Thursday, August 20, 2015

Successful Panic Attack

How does somebody have a successful panic attack you may ask?

Last week I started to feel very anxious about an appointment I have coming up. It's something that I've been waiting on for a very long time, so I have had plenty of time to worry about it haha.

I received a call that they were changing the time of the appointment and after I hung up I thought to myself ok, no big deal, it's not like they've canceled it or changed the day completely. Suddenly I started feeling really anxious though, so I decided I would try and just journal to see where these feelings were coming from. Halfway through my journal entry I felt like I was going to cry. I don't like to cry because sometimes they can turn in to panic attacks. But sometimes you just need to cry you know? So I told myself ok, maybe that's all this is.

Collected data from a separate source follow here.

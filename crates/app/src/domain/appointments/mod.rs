//! Appointments

pub mod errors;
pub mod models;
pub(crate) mod repository;
pub mod service;

pub use errors::AppointmentsServiceError;
pub use service::*;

Of course it wasn't. It turned into a full blown panic. The kind where you're not sure if it's going to stop even after you've done the deep breathing techniques you've been doing since you were thirteen.

Finally after several minutes of this, I told myself that I was ok, and that it was ok if I took some medicine to help me calm down. Normally I'm stubborn and won't take anything and then later I'll have even more panic attacks. This time I decided to do something different and just admit that I needed the medication to help me calm down. I reminded myself that that's what it's there for and that it didn't mean I had somehow "failed" or something.

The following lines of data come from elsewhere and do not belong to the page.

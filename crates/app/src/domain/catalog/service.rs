//! Catalog service.

use async_trait::async_trait;
use mockall::automock;

use crate::{
    database::Db,
    domain::{
        barbers::models::BarberUuid,
        catalog::{
            errors::CatalogServiceError,
            models::{NewService, Service, ServiceUpdate, ServiceUuid},
            repository::PgCatalogRepository,
        },
        shops::models::ShopUuid,
    },
};

/// Longest bookable service: one full day.
const MAX_DURATION_MINUTES: i64 = 24 * 60;

#[derive(Debug, Clone)]
pub struct PgCatalogService {
    db: Db,
    repository: PgCatalogRepository,
}

impl PgCatalogService {
    #[must_use]
    pub fn new(db: Db) -> Self {
        Self {
            db,
            repository: PgCatalogRepository::new(),
        }
    }
}

fn check_duration(duration_minutes: i64) -> Result<(), CatalogServiceError> {
    if (1..=MAX_DURATION_MINUTES).contains(&duration_minutes) {
        Ok(())
    } else {
        Err(CatalogServiceError::InvalidDuration)
    }
}

#[async_trait]
impl CatalogService for PgCatalogService {
    async fn create_service(
        &self,
        shop: ShopUuid,
        service: NewService,
    ) -> Result<Service, CatalogServiceError> {
        check_duration(service.duration_minutes)?;

        let mut tx = self.db.begin().await?;

        let created = self
            .repository
            .create_service(&mut tx, shop, &service)
            .await?;

        tx.commit().await?;

        Ok(created)
    }

    async fn get_service(
        &self,
        shop: ShopUuid,
        service: ServiceUuid,
    ) -> Result<Service, CatalogServiceError> {
        let mut tx = self.db.begin().await?;

        let found = self.repository.get_service(&mut tx, shop, service).await?;

        tx.commit().await?;

        Ok(found)
    }

    async fn list_services(
        &self,
        shop: ShopUuid,
        barber: BarberUuid,
    ) -> Result<Vec<Service>, CatalogServiceError> {
        let mut tx = self.db.begin().await?;

        let services = self.repository.list_services(&mut tx, shop, barber).await?;

        tx.commit().await?;

        Ok(services)
    }

    async fn update_service(
        &self,
        shop: ShopUuid,
        service: ServiceUuid,
        update: ServiceUpdate,
    ) -> Result<Service, CatalogServiceError> {
        check_duration(update.duration_minutes)?;

        let mut tx = self.db.begin().await?;

        let updated = self
            .repository
            .update_service(&mut tx, shop, service, &update)
            .await?;

        tx.commit().await?;

        Ok(updated)
    }

    async fn delete_service(
        &self,
        shop: ShopUuid,
        service: ServiceUuid,
    ) -> Result<(), CatalogServiceError> {
        let mut tx = self.db.begin().await?;

        let rows_affected = self.repository.delete_service(&mut tx, shop, service).await?;

        if rows_affected == 0 {
            return Err(CatalogServiceError::NotFound);
        }

        tx.commit().await?;

        Ok(())
    }
}

#[automock]
#[async_trait]
/// Barber service-offering persistence operations.
pub trait CatalogService: Send + Sync {
    /// Creates a new service for a barber.
    async fn create_service(
        &self,
        shop: ShopUuid,
        service: NewService,
    ) -> Result<Service, CatalogServiceError>;

    /// Retrieve a single service.
    async fn get_service(
        &self,
        shop: ShopUuid,
        service: ServiceUuid,
    ) -> Result<Service, CatalogServiceError>;

    /// All live services offered by one barber.
    async fn list_services(
        &self,
        shop: ShopUuid,
        barber: BarberUuid,
    ) -> Result<Vec<Service>, CatalogServiceError>;

    /// Replace a service's editable fields.
    async fn update_service(
        &self,
        shop: ShopUuid,
        service: ServiceUuid,
        update: ServiceUpdate,
    ) -> Result<Service, CatalogServiceError>;

    /// Soft-delete a service. Existing appointments keep their snapshot.
    async fn delete_service(
        &self,
        shop: ShopUuid,
        service: ServiceUuid,
    ) -> Result<(), CatalogServiceError>;
}

#[cfg(test)]
mod tests {
    use chairtime::schedule::WeeklyAvailability;
    use testresult::TestResult;

    use crate::test::TestContext;

    use super::*;

    #[tokio::test]
    async fn create_service_returns_correct_fields() -> TestResult {
        let ctx = TestContext::new().await;

        let barber = ctx.create_barber(WeeklyAvailability::default()).await;
        let uuid = ServiceUuid::new();

        let service = ctx
            .catalog
            .create_service(
                ctx.shop,
                NewService {
                    uuid,
                    barber_uuid: barber.uuid,
                    name: "Beard Trim".to_string(),
                    price: 800,
                    duration_minutes: 20,
                    description: Some("Shape and line-up".to_string()),
                },
            )
            .await?;

        assert_eq!(service.uuid, uuid);
        assert_eq!(service.barber_uuid, barber.uuid);
        assert_eq!(service.price, 800);
        assert_eq!(service.duration_minutes, 20);
        assert!(service.deleted_at.is_none());

        Ok(())
    }

    #[tokio::test]
    async fn create_service_rejects_degenerate_durations() {
        let ctx = TestContext::new().await;

        let result = ctx
            .catalog
            .create_service(
                ctx.shop,
                NewService {
                    uuid: ServiceUuid::new(),
                    barber_uuid: BarberUuid::new(),
                    name: "Instant Cut".to_string(),
                    price: 100,
                    duration_minutes: 0,
                    description: None,
                },
            )
            .await;

        assert!(
            matches!(result, Err(CatalogServiceError::InvalidDuration)),
            "expected InvalidDuration, got {result:?}"
        );
    }

    #[tokio::test]
    async fn create_service_for_unknown_barber_returns_invalid_reference() {
        let ctx = TestContext::new().await;

        let result = ctx
            .catalog
            .create_service(
                ctx.shop,
                NewService {
                    uuid: ServiceUuid::new(),
                    barber_uuid: BarberUuid::new(),
                    name: "Haircut".to_string(),
                    price: 1500,
                    duration_minutes: 30,
                    description: None,
                },
            )
            .await;

        assert!(
            matches!(result, Err(CatalogServiceError::InvalidReference)),
            "expected InvalidReference, got {result:?}"
        );
    }

    #[tokio::test]
    async fn list_services_returns_only_live_rows_for_that_barber() -> TestResult {
        let ctx = TestContext::new().await;

        let barber = ctx.create_barber(WeeklyAvailability::default()).await;
        let other = ctx.create_barber(WeeklyAvailability::default()).await;

        let kept = ctx.create_service(barber.uuid, "Haircut", 1500, 30).await;
        let dropped = ctx.create_service(barber.uuid, "Colouring", 4000, 90).await;
        ctx.create_service(other.uuid, "Haircut", 1200, 30).await;

        ctx.catalog.delete_service(ctx.shop, dropped.uuid).await?;

        let services = ctx.catalog.list_services(ctx.shop, barber.uuid).await?;
        let uuids: Vec<ServiceUuid> = services.iter().map(|s| s.uuid).collect();

        assert_eq!(uuids, vec![kept.uuid]);

        Ok(())
    }

    #[tokio::test]
    async fn update_service_replaces_editable_fields() -> TestResult {
        let ctx = TestContext::new().await;

        let barber = ctx.create_barber(WeeklyAvailability::default()).await;
        let service = ctx.create_service(barber.uuid, "Haircut", 1500, 30).await;

        let updated = ctx
            .catalog
            .update_service(
                ctx.shop,
                service.uuid,
                ServiceUpdate {
                    name: "Premium Haircut".to_string(),
                    price: 2000,
                    duration_minutes: 45,
                    description: None,
                },
            )
            .await?;

        assert_eq!(updated.name, "Premium Haircut");
        assert_eq!(updated.price, 2000);
        assert_eq!(updated.duration_minutes, 45);

        Ok(())
    }

    #[tokio::test]
    async fn delete_service_twice_returns_not_found() -> TestResult {
        let ctx = TestContext::new().await;

        let barber = ctx.create_barber(WeeklyAvailability::default()).await;
        let service = ctx.create_service(barber.uuid, "Haircut", 1500, 30).await;

        ctx.catalog.delete_service(ctx.shop, service.uuid).await?;

        let result = ctx.catalog.delete_service(ctx.shop, service.uuid).await;

        assert!(
            matches!(result, Err(CatalogServiceError::NotFound)),
            "expected NotFound, got {result:?}"
        );

        Ok(())
    }
}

And you know what? Even though I did feel pretty sleepy the rest of day, I was able to continue to function and I haven't had another panic attack sense. I actually feel very proud of myself for managing my anxiety and taking care of myself, rather than denying that I needed a little extra help. I also was glad that I managed it on my own. Sometimes I'll call my mom and she'll come home and stay with me until I feel better. This time though I just called her to let her know what had happened but told her to stay at work because I had it under control. And I did have it under control.

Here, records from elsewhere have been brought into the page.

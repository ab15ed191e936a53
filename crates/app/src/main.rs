//! Chairtime Application CLI

use std::process;

use chairtime_app::{
    database::{self, Db},
    domain::shops::{
        PgShopsService, ShopsService,
        models::{NewShop, ShopUuid},
    },
};
use clap::{Args, Parser, Subcommand};

#[derive(Debug, Parser)]
#[command(name = "chairtime-app", about = "Chairtime CLI", long_about = None)]
struct Cli {
    #[command(subcommand)]
    command: Commands,
}

#[derive(Debug, Subcommand)]
enum Commands {
    Shop(ShopCommand),
}

#[derive(Debug, Args)]
struct ShopCommand {
    #[command(subcommand)]
    command: ShopSubcommand,
}

#[derive(Debug, Subcommand)]
enum ShopSubcommand {
    Create(CreateShopArgs),
}

#[derive(Debug, Args)]
struct CreateShopArgs {
    /// Shop display name
    #[arg(long)]
    name: String,

    /// IANA timezone the shop's calendar runs on
    #[arg(long, default_value = "Asia/Karachi")]
    timezone: String,

    /// PostgreSQL connection string
    #[arg(long, env = "DATABASE_URL")]
    database_url: String,
}

#[tokio::main]
pub async fn main() {
    let _env = dotenvy::dotenv();

    let cli = Cli::parse();

    if let Err(error) = run(cli).await {
        eprintln!("{error}");
        process::exit(1);
    }
}

async fn run(cli: Cli) -> Result<(), String> {
    match cli.command {
        Commands::Shop(ShopCommand {
            command: ShopSubcommand::Create(args),
        }) => create_shop(args).await,
    }
}

async fn create_shop(args: CreateShopArgs) -> Result<(), String> {
    let pool = database::connect(&args.database_url)
        .await
        .map_err(|error| format!("failed to connect to database: {error}"))?;

    let service = PgShopsService::new(Db::new(pool));

    let shop = service
        .create_shop(NewShop {
            uuid: ShopUuid::new(),
            name: args.name,
            timezone: args.timezone,
        })
        .await
        .map_err(|error| format!("failed to create shop: {error}"))?;

    println!("shop_uuid: {}", shop.uuid);
    println!("shop_name: {}", shop.name);
    println!("shop_timezone: {}", shop.timezone);

    Ok(())
}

That is what I call a successful panic attack.

What kind of successes are you having this week?

Wednesday, August 5, 2015

A Beautiful, Honest Poem

I was scrolling through facebook today and I came across this blog:#BeReal by Nicole Marie.

Here is a poem on the blog that really hit me:

I might have been seven
– Nicole Marie
when I’d grown old enough to know the
hard difference
between love and
convenience,
I started about fashioning
the most beautiful smokescreen
with
bits of old velcro
wrinkled bubblegum
wrappers
the first tears that ever made me aware of every muscle in my body
in one single, fleeting motion
you know it
the kind of hurt that rolls in and out like violent ocean.
I might have been seven when I realized I didn’t like me.
I kept all those costume bits in a pencil box
with my name scrawled in immature
loops on the front, the “e” half smudged away
like my heart.
I am a woman now
or some novel version of one
who on occasion takes aging bits of herself she’d rather forget
and mixes them with words, with her husband’s sweet empathy
with anger, resentment, and all the other ugliness
she can’t seem to detach from her sorry ribcage.
so, a woman now
a mother, even
plotting self against self 
I think it's fair to say that we all have felt like this at one point in our lives. It reminds me of the moment when all of sudden you've grown up and you're no longer a child. It's like a sudden event that changes everything. I'm sure it's different for everyone but for me it was when my mother was having treatment for her cancer when I was nine. I was old enough to realize that she could die, and I'd have to grow up with out a mother. I think that's when my childhood sort of ended. Thankfully she is in remission and has been for over 20 years now, but that moment, that moment changed my life.